Previous researchers reported kinematic differences on duration of flight, jump height, and ball velocity in the front-row spike between the short set and high set ball [2] and indicated that the performance of the three-step approach RSJ was mainly influenced by vertical jump ability [1] and technical coordination [3]. The jump height demonstrated a positive correlation with the approach velocity, velocity transfer, upper-body lean, range of motion of the knee and ankle joints [4], and knee flexion angle [1]. Moreover, higher approach running velocity before a jump can enhance the stretch-shortening cycle (SSC) [5], make the subsequent neuromuscular force production and muscular concentric contraction more effective [6,7], and further improve the take-off velocity of the center of mass (COM) and jumping performance [8].
For a tactical purpose of the spike, both fast horizontal and vertical momentum of the COM during the RSJ are needed.

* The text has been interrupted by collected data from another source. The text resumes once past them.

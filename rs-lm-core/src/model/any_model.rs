use std::fs::File;
use std::io::{BufRead, BufReader};
use std::path::Path;

use log::info;

use super::language_model::LanguageModel;
use super::ngram_model::GenericModel;
use super::state::{FullScoreReturn, State, MAX_ORDER};
use crate::arpa::read_arpa;
use crate::bhiksha::{ArrayBhiksha, DontBhiksha};
use crate::binary_format::{self, Parameters};
use crate::build::{compile, NgramCollector};
use crate::config::{Config, ModelType};
use crate::error::Result;
use crate::quantize::{DontQuantize, SeparatelyQuantize};
use crate::search::{BackoffValue, HashedSearch, RestValue, Search, TrieSearch};
use crate::vocab::{EnumerateVocab, ProbingVocabulary, SortedVocabulary, Vocabulary, WordIndex};

pub type ProbingModel = GenericModel<HashedSearch<BackoffValue>, ProbingVocabulary>;
pub type RestProbingModel = GenericModel<HashedSearch<RestValue>, ProbingVocabulary>;
pub type TrieModel = GenericModel<TrieSearch<DontQuantize, DontBhiksha>, SortedVocabulary>;
pub type QuantTrieModel = GenericModel<TrieSearch<SeparatelyQuantize, DontBhiksha>, SortedVocabulary>;
pub type ArrayTrieModel = GenericModel<TrieSearch<DontQuantize, ArrayBhiksha>, SortedVocabulary>;
pub type QuantArrayTrieModel = GenericModel<TrieSearch<SeparatelyQuantize, ArrayBhiksha>, SortedVocabulary>;

/// A model of any [`ModelType`], chosen at run time.
///
/// Each variant is a separately compiled [`GenericModel`]; the enum only
/// dispatches, so queries cost one branch more than on the concrete type.
#[derive(Debug)]
pub enum Model {
	Probing(ProbingModel),
	RestProbing(RestProbingModel),
	Trie(TrieModel),
	QuantTrie(QuantTrieModel),
	ArrayTrie(ArrayTrieModel),
	QuantArrayTrie(QuantArrayTrieModel),
}

macro_rules! dispatch {
	($model:expr, $inner:ident => $body:expr) => {
		match $model {
			Model::Probing($inner) => $body,
			Model::RestProbing($inner) => $body,
			Model::Trie($inner) => $body,
			Model::QuantTrie($inner) => $body,
			Model::ArrayTrie($inner) => $body,
			Model::QuantArrayTrie($inner) => $body,
		}
	};
}

fn build<S: Search, V: Vocabulary>(
	collector: NgramCollector,
	model_type: ModelType,
	config: &Config,
	enumerate: Option<&mut dyn EnumerateVocab>,
) -> Result<GenericModel<S, V>> {
	let (compiled, words, params) = compile::<V>(collector, model_type, config)?;
	GenericModel::build(&compiled, words, params, enumerate)
}

impl Model {
	/// Builds a model from an ARPA file.
	///
	/// # Errors
	/// Returns an error if the file cannot be read, is malformed, or violates
	/// a policy of `config` set to `ThrowUp`.
	pub fn from_arpa<P: AsRef<Path>>(path: P, model_type: ModelType, config: &Config) -> Result<Self> {
		info!("Building {} model from {}", model_type, path.as_ref().display());
		Self::from_arpa_reader(BufReader::new(File::open(path)?), model_type, config)
	}

	/// Builds a model from ARPA text.
	///
	/// # Errors
	/// See [`from_arpa`](Self::from_arpa).
	pub fn from_arpa_reader<R: BufRead>(reader: R, model_type: ModelType, config: &Config) -> Result<Self> {
		Self::from_collector(read_arpa(reader)?, model_type, config)
	}

	/// Builds a model from n-grams added programmatically.
	///
	/// # Errors
	/// Returns an error if the n-grams are inconsistent or violate a policy
	/// of `config` set to `ThrowUp`.
	pub fn from_collector(collector: NgramCollector, model_type: ModelType, config: &Config) -> Result<Self> {
		Self::build_with(collector, model_type, config, None)
	}

	/// Like [`from_collector`](Self::from_collector), reporting every word
	/// with its final index to `enumerate`.
	///
	/// # Errors
	/// See [`from_collector`](Self::from_collector).
	pub fn from_collector_with_vocab(
		collector: NgramCollector,
		model_type: ModelType,
		config: &Config,
		enumerate: &mut dyn EnumerateVocab,
	) -> Result<Self> {
		Self::build_with(collector, model_type, config, Some(enumerate))
	}

	fn build_with(
		collector: NgramCollector,
		model_type: ModelType,
		config: &Config,
		enumerate: Option<&mut dyn EnumerateVocab>,
	) -> Result<Self> {
		Ok(match model_type {
			ModelType::Probing => Model::Probing(build(collector, model_type, config, enumerate)?),
			ModelType::RestProbing => Model::RestProbing(build(collector, model_type, config, enumerate)?),
			ModelType::Trie => Model::Trie(build(collector, model_type, config, enumerate)?),
			ModelType::QuantTrie => Model::QuantTrie(build(collector, model_type, config, enumerate)?),
			ModelType::ArrayTrie => Model::ArrayTrie(build(collector, model_type, config, enumerate)?),
			ModelType::QuantArrayTrie => Model::QuantArrayTrie(build(collector, model_type, config, enumerate)?),
		})
	}

	/// Opens a binary model. The model type and layout come from the file.
	///
	/// # Errors
	/// Returns an error if the file is not a binary model of this format, or
	/// is truncated or corrupt.
	pub fn from_binary<P: AsRef<Path>>(path: P, config: &Config) -> Result<Self> {
		Self::open_binary(path.as_ref(), config, None)
	}

	/// Like [`from_binary`](Self::from_binary), reporting every stored word
	/// to `enumerate`. Nothing is reported when the file holds no strings.
	///
	/// # Errors
	/// See [`from_binary`](Self::from_binary).
	pub fn from_binary_with_vocab<P: AsRef<Path>>(path: P, config: &Config, enumerate: &mut dyn EnumerateVocab) -> Result<Self> {
		Self::open_binary(path.as_ref(), config, Some(enumerate))
	}

	fn open_binary(path: &Path, config: &Config, enumerate: Option<&mut dyn EnumerateVocab>) -> Result<Self> {
		let mut file = File::open(path)?;
		let header = binary_format::read_header(&mut file)?;
		Ok(match header.params.model_type {
			ModelType::Probing => Model::Probing(GenericModel::from_header(&mut file, header, config, enumerate)?),
			ModelType::RestProbing => Model::RestProbing(GenericModel::from_header(&mut file, header, config, enumerate)?),
			ModelType::Trie => Model::Trie(GenericModel::from_header(&mut file, header, config, enumerate)?),
			ModelType::QuantTrie => Model::QuantTrie(GenericModel::from_header(&mut file, header, config, enumerate)?),
			ModelType::ArrayTrie => Model::ArrayTrie(GenericModel::from_header(&mut file, header, config, enumerate)?),
			ModelType::QuantArrayTrie => {
				Model::QuantArrayTrie(GenericModel::from_header(&mut file, header, config, enumerate)?)
			}
		})
	}

	/// Opens a binary model, or builds one of `model_type` from ARPA text.
	///
	/// The format is detected from the first bytes of the file.
	///
	/// # Errors
	/// See [`from_binary`](Self::from_binary) and [`from_arpa`](Self::from_arpa).
	pub fn load<P: AsRef<Path>>(path: P, model_type: ModelType, config: &Config) -> Result<Self> {
		if binary_format::is_binary(&path)? {
			Self::from_binary(path, config)
		} else {
			Self::from_arpa(path, model_type, config)
		}
	}

	/// # Errors
	/// Returns an error on I/O failure, or when vocabulary strings are
	/// requested by the parameters but were not kept.
	pub fn write_binary<P: AsRef<Path>>(&self, path: P) -> Result<()> {
		dispatch!(self, model => model.write_binary(path))
	}

	pub fn model_type(&self) -> ModelType {
		dispatch!(self, model => model.model_type())
	}

	pub fn parameters(&self) -> &Parameters {
		dispatch!(self, model => model.parameters())
	}

	pub fn is_mapped(&self) -> bool {
		dispatch!(self, model => model.is_mapped())
	}
}

impl LanguageModel for Model {
	fn order(&self) -> usize {
		dispatch!(self, model => model.order())
	}

	fn index(&self, word: &str) -> WordIndex {
		dispatch!(self, model => model.index(word))
	}

	fn word(&self, index: WordIndex) -> Option<&str> {
		dispatch!(self, model => model.word(index))
	}

	fn vocab_bound(&self) -> WordIndex {
		dispatch!(self, model => model.vocab_bound())
	}

	fn begin_sentence(&self) -> WordIndex {
		dispatch!(self, model => model.begin_sentence())
	}

	fn end_sentence(&self) -> WordIndex {
		dispatch!(self, model => model.end_sentence())
	}

	fn begin_sentence_state(&self) -> State {
		dispatch!(self, model => model.begin_sentence_state())
	}

	fn null_context_state(&self) -> State {
		dispatch!(self, model => model.null_context_state())
	}

	fn full_score(&self, in_state: &State, word: WordIndex) -> (FullScoreReturn, State) {
		dispatch!(self, model => model.full_score(in_state, word))
	}

	fn full_score_forgot_state(&self, context: &[WordIndex], word: WordIndex) -> (FullScoreReturn, State) {
		dispatch!(self, model => model.full_score_forgot_state(context, word))
	}

	fn get_state(&self, context: &[WordIndex]) -> State {
		dispatch!(self, model => model.get_state(context))
	}

	fn extend_left(
		&self,
		add_words: &[WordIndex],
		backoff_in: &[f32],
		extend_pointer: u64,
		extend_length: u8,
		backoff_out: &mut [f32; MAX_ORDER - 1],
		next_use: &mut u8,
	) -> FullScoreReturn {
		dispatch!(self, model => model.extend_left(add_words, backoff_in, extend_pointer, extend_length, backoff_out, next_use))
	}

	fn un_rest(&self, pointers: &[u64], first_length: u8) -> f32 {
		dispatch!(self, model => model.un_rest(pointers, first_length))
	}
}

The RSJ includes a three-step approach run where the last step is transitional to prepare for transferring horizontal momentum to vertical momentum, and a horizontal run to a vertical jump [9]. The last step of the approach run and take-off movement are important for the RSJ performance. Previous studies showed that the approach run can increase both ground reaction force and joint moment of the lower extremity [10,11,12] while maintaining shorter ground contact time [12,13], and improve explosive power and coordination of the neuromuscular control of the lower extremity [8,14].
Two types of RSJs are commonly used for the volleyball spike attack: (1) RSJ with one leg (RSJ-1L) and (2) RSJ with two legs (RSJ-2L). The RSJ-1L is usually performed in a quick spike of a short set ball with quick take-off movement and large body shift; while the RSJ-2L is usually performed in a block and spike of a high set ball with significant countermovement [1]. The coordination of the countermovement was crucial for a two-leg vertical jump performance [15], while Wilson et al. [16] reported that an optimal jumping performance was affected by the approach velocity before touchdown. Previous studies found that the RSJ-1L produced larger kinetic feedback and energy generation in simulation [17] but decreased joint angular displacement making the stiff lower extremity [12].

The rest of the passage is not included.